--- RECORD EXTRACTS ---

use serde::{Deserialize, Serialize};
use std::fmt;
use std::str::FromStr;

pub const MIN_INVESTABLE_AMOUNT: f64 = 1_000.0;
pub const MAX_INVESTABLE_AMOUNT: f64 = 10_000_000.0;
pub const MIN_YEARLY_LOSS_PCT: f64 = 1.0;
pub const MAX_YEARLY_LOSS_PCT: f64 = 50.0;
pub const MIN_TIME_HORIZON_YEARS: u32 = 1;
pub const MAX_TIME_HORIZON_YEARS: u32 = 30;

#[derive(Debug, Clone, Copy, PartialEq, Eq, PartialOrd, Ord, Hash, Serialize, Deserialize)]
pub enum Currency {
    #[serde(rename = "USD")]
    Usd,
    #[serde(rename = "EUR")]
    Eur,
    #[serde(rename = "GBP")]
    Gbp,
    #[serde(rename = "CHF")]
    Chf,
    #[serde(rename = "JPY")]
    Jpy,
    #[serde(rename = "CAD")]
    Cad,
    #[serde(rename = "AUD")]
    Aud,
}

impl Currency {
    pub const ALL: [Currency; 7] = [
        Currency::Usd,
        Currency::Eur,
        Currency::Gbp,
        Currency::Chf,
        Currency::Jpy,
        Currency::Cad,
        Currency::Aud,
    ];

    pub fn code(self) -> &'static str {
        match self {
            Currency::Usd => "USD",
            Currency::Eur => "EUR",
            Currency::Gbp => "GBP",
            Currency::Chf => "CHF",
            Currency::Jpy => "JPY",
            Currency::Cad => "CAD",
            Currency::Aud => "AUD",
        }
    }
}

impl fmt::Display for Currency {
    fn fmt(&self, f: &mut fmt::Formatter<'_>) -> fmt::Result {
        f.write_str(self.code())
    }
}

impl FromStr for Currency {
    type Err = InputError;

    fn from_str(s: &str) -> Result<Self, Self::Err> {
        let code = s.trim();
        Currency::ALL
            .into_iter()
            .find(|c| c.code().eq_ignore_ascii_case(code))
            .ok_or_else(|| InputError::UnsupportedCurrency(code.to_string()))
    }
}

#[derive(Debug, Clone, Copy, PartialEq, Eq, Hash, Serialize, Deserialize)]
pub enum RiskProfile {
    Low,
    Medium,
    High,
}

impl RiskProfile {
    pub const ALL: [RiskProfile; 3] = [RiskProfile::Low, RiskProfile::Medium, RiskProfile::High];

    pub fn as_str(self) -> &'static str {
        match self {
            RiskProfile::Low => "Low",
            RiskProfile::Medium => "Medium",
            RiskProfile::High => "High",
        }
    }

    /// Form help text shown next to the selector.
    pub fn description(self) -> &'static str {
        match self {
            RiskProfile::Low => "Conservative",
            RiskProfile::Medium => "Balanced",
            RiskProfile::High => "Aggressive",
        }
    }
}

impl fmt::Display for RiskProfile {
    fn fmt(&self, f: &mut fmt::Formatter<'_>) -> fmt::Result {
        f.write_str(self.as_str())
    }
}

impl FromStr for RiskProfile {
    type Err = InputError;

    fn from_str(s: &str) -> Result<Self, Self::Err> {
        let name = s.trim();
        RiskProfile::ALL
            .into_iter()
            .find(|r| r.as_str().eq_ignore_ascii_case(name))
            .ok_or_else(|| InputError::UnknownRiskProfile(name.to_string()))
    }
}

#[derive(Debug, Clone, PartialEq)]
pub enum InputError {
    AmountTooLow(f64),
    AmountTooHigh(f64),
    MaxLossNotPositive(f64),
    MaxLossTooLow(f64),
    MaxLossTooHigh(f64),
    HorizonTooShort(u32),
    HorizonTooLong(u32),
    UnsupportedCurrency(String),
    UnknownRiskProfile(String),
    NotANumber { field: &'static str, value: String },
}

impl fmt::Display for InputError {
    fn fmt(&self, f: &mut fmt::Formatter<'_>) -> fmt::Result {
        match self {
            InputError::AmountTooLow(_) => write!(f, "Investable amount must be at least 1,000"),
            InputError::AmountTooHigh(_) => {
                write!(f, "Investable amount must be at most 10,000,000")
            }
            InputError::MaxLossNotPositive(_) => {
                write!(f, "Maximum yearly loss must be greater than 0")
            }
            InputError::MaxLossTooLow(_) => write!(f, "Maximum yearly loss must be at least 1%"),
            InputError::MaxLossTooHigh(_) => write!(f, "Maximum yearly loss must be at most 50%"),
            InputError::HorizonTooShort(_) => write!(f, "Time horizon must be at least 1 year"),
            InputError::HorizonTooLong(_) => write!(f, "Time horizon must be at most 30 years"),
            InputError::UnsupportedCurrency(code) => write!(f, "Unsupported currency: {code}"),
            InputError::UnknownRiskProfile(name) => write!(f, "Unknown risk profile: {name}"),
            InputError::NotANumber { field, value } if value.trim().is_empty() => {
                write!(f, "{field} is required")
            }
            InputError::NotANumber { field, value } => {
                write!(f, "{field} must be a number (got \"{}\")", value.trim())
            }
        }
    }
}

impl std::error::Error for InputError {}

/// Raw values as submitted by the investment profile form.
#[derive(Debug, Clone, PartialEq, Serialize, Deserialize)]
pub struct RecommendationForm {
    pub currency: String,
    pub investable_amount: f64,
    pub risk_profile: String,
    pub max_yearly_loss: f64,
    pub time_horizon: u32,
}

impl Default for RecommendationForm {
    fn default() -> Self {
        Self {
            currency: Currency::Usd.code().to_string(),
            investable_amount: 50_000.0,
            risk_profile: RiskProfile::Medium.as_str().to_string(),
            max_yearly_loss: 15.0,
            time_horizon: 5,
        }
    }
}

impl RecommendationForm {
    /// Builds a form from untyped text fields, as posted by a browser.
    pub fn from_fields(
        currency: &str,
        investable_amount: &str,
        risk_profile: &str,
        max_yearly_loss: &str,
        time_horizon: &str,
    ) -> Result<Self, InputError> {
        Ok(Self {
            currency: currency.trim().to_string(),
            investable_amount: number("Investable amount", investable_amount)?,
            risk_profile: risk_profile.trim().to_string(),
            max_yearly_loss: number("Maximum yearly loss", max_yearly_loss)?,
            time_horizon: number("Time horizon (whole years)", time_horizon)?,
        })
    }
}

fn number<T: FromStr>(field: &'static str, value: &str) -> Result<T, InputError> {
    value.trim().parse().map_err(|_| InputError::NotANumber {
        field,
        value: value.to_string(),
    })
}

impl From<&UserInputs> for RecommendationForm {
    fn from(inputs: &UserInputs) -> Self {
        Self {
            currency: inputs.currency.code().to_string(),
            investable_amount: inputs.investable_amount,
            risk_profile: inputs.risk_profile.as_str().to_string(),
            max_yearly_loss: inputs.max_yearly_loss,
            time_horizon: inputs.time_horizon,
        }
    }
}

#[derive(Debug, Clone, PartialEq, Serialize, Deserialize)]
pub struct UserInputs {
    pub investable_amount: f64,
    pub risk_profile: RiskProfile,
    pub max_yearly_loss: f64,
    pub time_horizon: u32,
    pub currency: Currency,
}

impl UserInputs {
    pub fn try_new(
        investable_amount: f64,
        risk_profile: RiskProfile,
        max_yearly_loss: f64,
        time_horizon: u32,
        currency: Currency,
    ) -> Result<Self, InputError> {
        if investable_amount.is_nan() || investable_amount < MIN_INVESTABLE_AMOUNT {
            return Err(InputError::AmountTooLow(investable_amount));
        }
        if investable_amount > MAX_INVESTABLE_AMOUNT {
            return Err(InputError::AmountTooHigh(investable_amount));
        }
        if max_yearly_loss.is_nan() || max_yearly_loss <= 0.0 {
            return Err(InputError::MaxLossNotPositive(max_yearly_loss));
        }
        if max_yearly_loss < MIN_YEARLY_LOSS_PCT {
            return Err(InputError::MaxLossTooLow(max_yearly_loss));
        }
        if max_yearly_loss > MAX_YEARLY_LOSS_PCT {
            return Err(InputError::MaxLossTooHigh(max_yearly_loss));
        }
        if time_horizon < MIN_TIME_HORIZON_YEARS {
            return Err(InputError::HorizonTooShort(time_horizon));
        }
        if time_horizon > MAX_TIME_HORIZON_YEARS {
            return Err(InputError::HorizonTooLong(time_horizon));
        }

        Ok(Self {
            investable_amount,
            risk_profile,
            max_yearly_loss,
            time_horizon,
            currency,
        })
    }
}

impl TryFrom<&RecommendationForm> for UserInputs {
    type Error = InputError;

    fn try_from(form: &RecommendationForm) -> Result<Self, Self::Error> {
        let currency = form.currency.parse::<Currency>()?;
        let risk_profile = form.risk_profile.parse::<RiskProfile>()?;
        UserInputs::try_new(
            form.investable_amount,
            risk_profile,
            form.max_yearly_loss,
            form.time_horizon,
            currency,
        )
    }
}

#[cfg(test)]
mod tests {
    use super::*;

    #[test]
    fn accepts_default_form() {
        let inputs = UserInputs::try_from(&RecommendationForm::default()).unwrap();
        assert_eq!(inputs.currency, Currency::Usd);
        assert_eq!(inputs.risk_profile, RiskProfile::Medium);
        assert_eq!(inputs.time_horizon, 5);
    }

    #[test]
    fn rejects_amount_below_minimum() {
        let err = UserInputs::try_new(999.0, RiskProfile::Low, 10.0, 3, Currency::Eur).unwrap_err();
        assert_eq!(err, InputError::AmountTooLow(999.0));
        assert_eq!(err.to_string(), "Investable amount must be at least 1,000");
    }

    #[test]
    fn rejects_non_positive_max_loss() {
        let err = UserInputs::try_new(5_000.0, RiskProfile::Low, 0.0, 3, Currency::Eur).unwrap_err();
        assert_eq!(err, InputError::MaxLossNotPositive(0.0));
        assert!(UserInputs::try_new(5_000.0, RiskProfile::Low, f64::NAN, 3, Currency::Eur).is_err());
    }

    #[test]
    fn rejects_zero_horizon() {
        let err = UserInputs::try_new(5_000.0, RiskProfile::High, 5.0, 0, Currency::Gbp).unwrap_err();
        assert_eq!(err, InputError::HorizonTooShort(0));
    }

    #[test]
    fn enforces_form_upper_bounds() {
        assert!(UserInputs::try_new(20_000_000.0, RiskProfile::High, 5.0, 5, Currency::Gbp).is_err());
        assert!(UserInputs::try_new(5_000.0, RiskProfile::High, 51.0, 5, Currency::Gbp).is_err());
        assert_eq!(
            UserInputs::try_new(5_000.0, RiskProfile::High, 0.5, 5, Currency::Gbp).unwrap_err(),
            InputError::MaxLossTooLow(0.5)
        );
        assert!(UserInputs::try_new(5_000.0, RiskProfile::High, 5.0, 31, Currency::Gbp).is_err());
    }

    #[test]
    fn parses_text_fields() {
        let form = RecommendationForm::from_fields("eur", " 25000 ", "Low", "7.5", "10").unwrap();
        assert_eq!(form.investable_amount, 25_000.0);
        assert_eq!(form.max_yearly_loss, 7.5);
        assert_eq!(form.time_horizon, 10);
        assert_eq!(UserInputs::try_from(&form).unwrap().currency, Currency::Eur);
    }

    #[test]
    fn reports_unparseable_fields() {
        let err = RecommendationForm::from_fields("USD", "50000", "Medium", "15", "2.5").unwrap_err();
        assert_eq!(
            err.to_string(),
            "Time horizon (whole years) must be a number (got \"2.5\")"
        );

        let err = RecommendationForm::from_fields("USD", "", "Medium", "15", "5").unwrap_err();
        assert_eq!(err.to_string(), "Investable amount is required");

        assert!(RecommendationForm::from_fields("USD", "50000", "Medium", "abc", "5").is_err());
    }

    #[test]
    fn parses_codes_case_insensitively() {
        assert_eq!("chf".parse::<Currency>().unwrap(), Currency::Chf);
        assert_eq!(" high ".parse::<RiskProfile>().unwrap(), RiskProfile::High);
        assert_eq!(
            "BTC".parse::<Currency>().unwrap_err(),
            InputError::UnsupportedCurrency("BTC".to_string())
        );
    }
}
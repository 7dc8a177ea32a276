//! Total Pulse
//!
//! The short scale-up on the total after it changes. Like the notification
//! banner, only the latest pulse's timer may end it.

/// Issued by `start`; a stale ticket cannot end a newer pulse
#[derive(Debug, Clone, Copy, PartialEq, Eq)]
pub struct PulseTicket(u64);

#[derive(Debug, Clone, Default)]
pub struct Pulse {
    active: bool,
    generation: u64,
}

impl Pulse {
    pub fn new() -> Self {
        Self::default()
    }

    pub fn start(&mut self) -> PulseTicket {
        self.active = true;
        self.generation += 1;
        PulseTicket(self.generation)
    }

    /// End the pulse if `ticket` belongs to the latest `start`
    pub fn end(&mut self, ticket: PulseTicket) -> bool {
        if ticket.0 != self.generation || !self.active {
            return false;
        }
        self.active = false;
        true
    }

    pub fn is_active(&self) -> bool {
        self.active
    }
}
//! Price Formatting

/// Two-decimal amount, e.g. `77.50`.
///
/// Exact half-cent values round away from zero (`1.125` → `1.13`), the way
/// browsers render `toFixed(2)`. `format!` alone would round them to even.
pub fn format_amount(amount: f64) -> String {
    format!("{:.2}", round_half_cents(amount))
}

/// Amount prefixed with the currency symbol, e.g. `$2.50`
pub fn format_price(price: f64, currency_symbol: &str) -> String {
    format!("{}{}", currency_symbol, format_amount(price))
}

/// Parse a price field; anything unparseable becomes NaN and fails validation later
pub fn parse_price(text: &str) -> f64 {
    text.trim().parse::<f64>().unwrap_or(f64::NAN)
}

// A double is exactly halfway between two cents only when it is an odd
// multiple of 1/8, since (2k + 1) / 200 must reduce to a power-of-two denominator.
fn round_half_cents(amount: f64) -> f64 {
    let eighths = amount * 8.0;
    if eighths.is_finite() && eighths.fract() == 0.0 && eighths % 2.0 != 0.0 {
        (amount * 100.0).round() / 100.0
    } else {
        amount
    }
}

#[cfg(test)]
mod tests {
    use super::*;

    #[test]
    fn test_format() {
        assert_eq!(format_amount(77.5), "77.50");
        assert_eq!(format_amount(0.0), "0.00");
        assert_eq!(format_price(3.456, "$"), "$3.46");
        assert_eq!(format_price(15.0, "$"), "$15.00");
    }

    #[test]
    fn test_half_cent_ties_round_up() {
        assert_eq!(format_price(1.125, "$"), "$1.13");
        assert_eq!(format_amount(0.125), "0.13");
        assert_eq!(format_amount(0.625), "0.63");
        assert_eq!(format_amount(2.375), "2.38");
        assert_eq!(format_amount(-1.125), "-1.13");
    }

    #[test]
    fn test_near_ties_follow_exact_value() {
        // 1.005 is stored just below the tie
        assert_eq!(format_amount(1.005), "1.00");
        assert_eq!(format_amount(2.25), "2.25");
    }

    #[test]
    fn test_parse_price() {
        assert_eq!(parse_price(" 9.99 "), 9.99);
        assert_eq!(parse_price("-1"), -1.0);
        assert!(parse_price("").is_nan());
        assert!(parse_price("abc").is_nan());
    }
}
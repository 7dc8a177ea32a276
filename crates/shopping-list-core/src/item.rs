//! Item Entity
//!
//! One shopping list entry and its price classification.

/// Prices below this are `Low`
pub const MEDIUM_TIER_MIN: f64 = 10.0;
/// Prices above this are `High`
pub const MEDIUM_TIER_MAX: f64 = 50.0;

/// Unique item identifier, never reused within a list
#[derive(Debug, Clone, Copy, PartialEq, Eq, Hash, PartialOrd, Ord)]
pub struct ItemId(pub u32);

impl std::fmt::Display for ItemId {
    fn fmt(&self, f: &mut std::fmt::Formatter<'_>) -> std::fmt::Result {
        write!(f, "{}", self.0)
    }
}

/// Cosmetic price band
#[derive(Debug, Clone, Copy, PartialEq, Eq)]
pub enum PriceTier {
    Low,
    Medium,
    High,
}

impl PriceTier {
    /// Classify a price: `< 10` low, `10..=50` medium, `> 50` high
    pub fn of(price: f64) -> Self {
        if price > MEDIUM_TIER_MAX {
            PriceTier::High
        } else if price >= MEDIUM_TIER_MIN {
            PriceTier::Medium
        } else {
            PriceTier::Low
        }
    }

    pub fn as_str(&self) -> &'static str {
        match self {
            PriceTier::Low => "low",
            PriceTier::Medium => "medium",
            PriceTier::High => "high",
        }
    }

    /// CSS class for the price badge
    pub fn css_class(&self) -> &'static str {
        match self {
            PriceTier::Low => "price-low",
            PriceTier::Medium => "price-medium",
            PriceTier::High => "price-high",
        }
    }
}

/// A shopping list entry
#[derive(Debug, Clone, PartialEq)]
pub struct Item {
    pub id: ItemId,
    /// Trimmed, non-empty
    pub name: String,
    /// Finite and > 0
    pub price: f64,
}

impl Item {
    pub fn new(id: ItemId, name: String, price: f64) -> Self {
        Self { id, name, price }
    }

    pub fn tier(&self) -> PriceTier {
        PriceTier::of(self.price)
    }

    /// Case-insensitive name comparison used for duplicate checks
    pub fn has_name(&self, name: &str) -> bool {
        self.name.to_lowercase() == name.to_lowercase()
    }
}
//! Console Logger
//!
//! Routes `log` records to the browser devtools console.

use log::{Level, LevelFilter, Log, Metadata, Record};
use wasm_bindgen::JsValue;

struct ConsoleLogger;

static LOGGER: ConsoleLogger = ConsoleLogger;

impl Log for ConsoleLogger {
    fn enabled(&self, metadata: &Metadata) -> bool {
        metadata.level() <= log::max_level()
    }

    fn log(&self, record: &Record) {
        if !self.enabled(record.metadata()) {
            return;
        }
        let line = JsValue::from_str(&format!("{} {}", record.level(), record.args()));
        match record.level() {
            Level::Error => web_sys::console::error_1(&line),
            Level::Warn => web_sys::console::warn_1(&line),
            Level::Info => web_sys::console::info_1(&line),
            Level::Debug | Level::Trace => web_sys::console::debug_1(&line),
        }
    }

    fn flush(&self) {}
}

/// Install the console logger; later calls are ignored
pub fn init(level: LevelFilter) {
    if log::set_logger(&LOGGER).is_ok() {
        log::set_max_level(level);
    }
}
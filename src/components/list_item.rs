//! List Item Component
//!
//! A single item row with price badge and edit/delete actions.

use leptos::prelude::*;
use shopping_list_core::{format_price, Item};

use crate::context::use_list_controller;

/// A display row; `leaving` plays the exit animation and disables the actions
#[component]
pub fn ListItem(item: Item, leaving: bool) -> impl IntoView {
    let ctrl = use_list_controller();

    let id = item.id;
    let price = format_price(item.price, ctrl.config().currency_symbol);
    let price_class = format!("item-price {}", item.tier().css_class());

    view! {
        <li id=id.to_string() class=if leaving { "item removing" } else { "item" }>
            <span class="item-name">{item.name}</span>
            <span class=price_class>{price}</span>
            <div class="item-actions">
                <button class="edit-btn" disabled=leaving on:click=move |_| ctrl.start_edit(id)>
                    <i class="fas fa-edit"></i>
                </button>
                <button class="delete-btn" disabled=leaving on:click=move |_| ctrl.delete(id)>
                    <i class="fas fa-trash"></i>
                </button>
            </div>
        </li>
    }
}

---

- **PROBLEM REQUIREMENTS**
Go through the entries above and report each line with the string "MaxLossTooLow" in it.

- **YOUR RESPONSE**
    MaxLossTooLow(f64),
            InputError::MaxLossTooLow(_) => write!(f, "Maximum yearly loss must be at least 1%"),
            return Err(InputError::MaxLossTooLow(max_yearly_loss));
            InputError::MaxLossTooLow(0.5)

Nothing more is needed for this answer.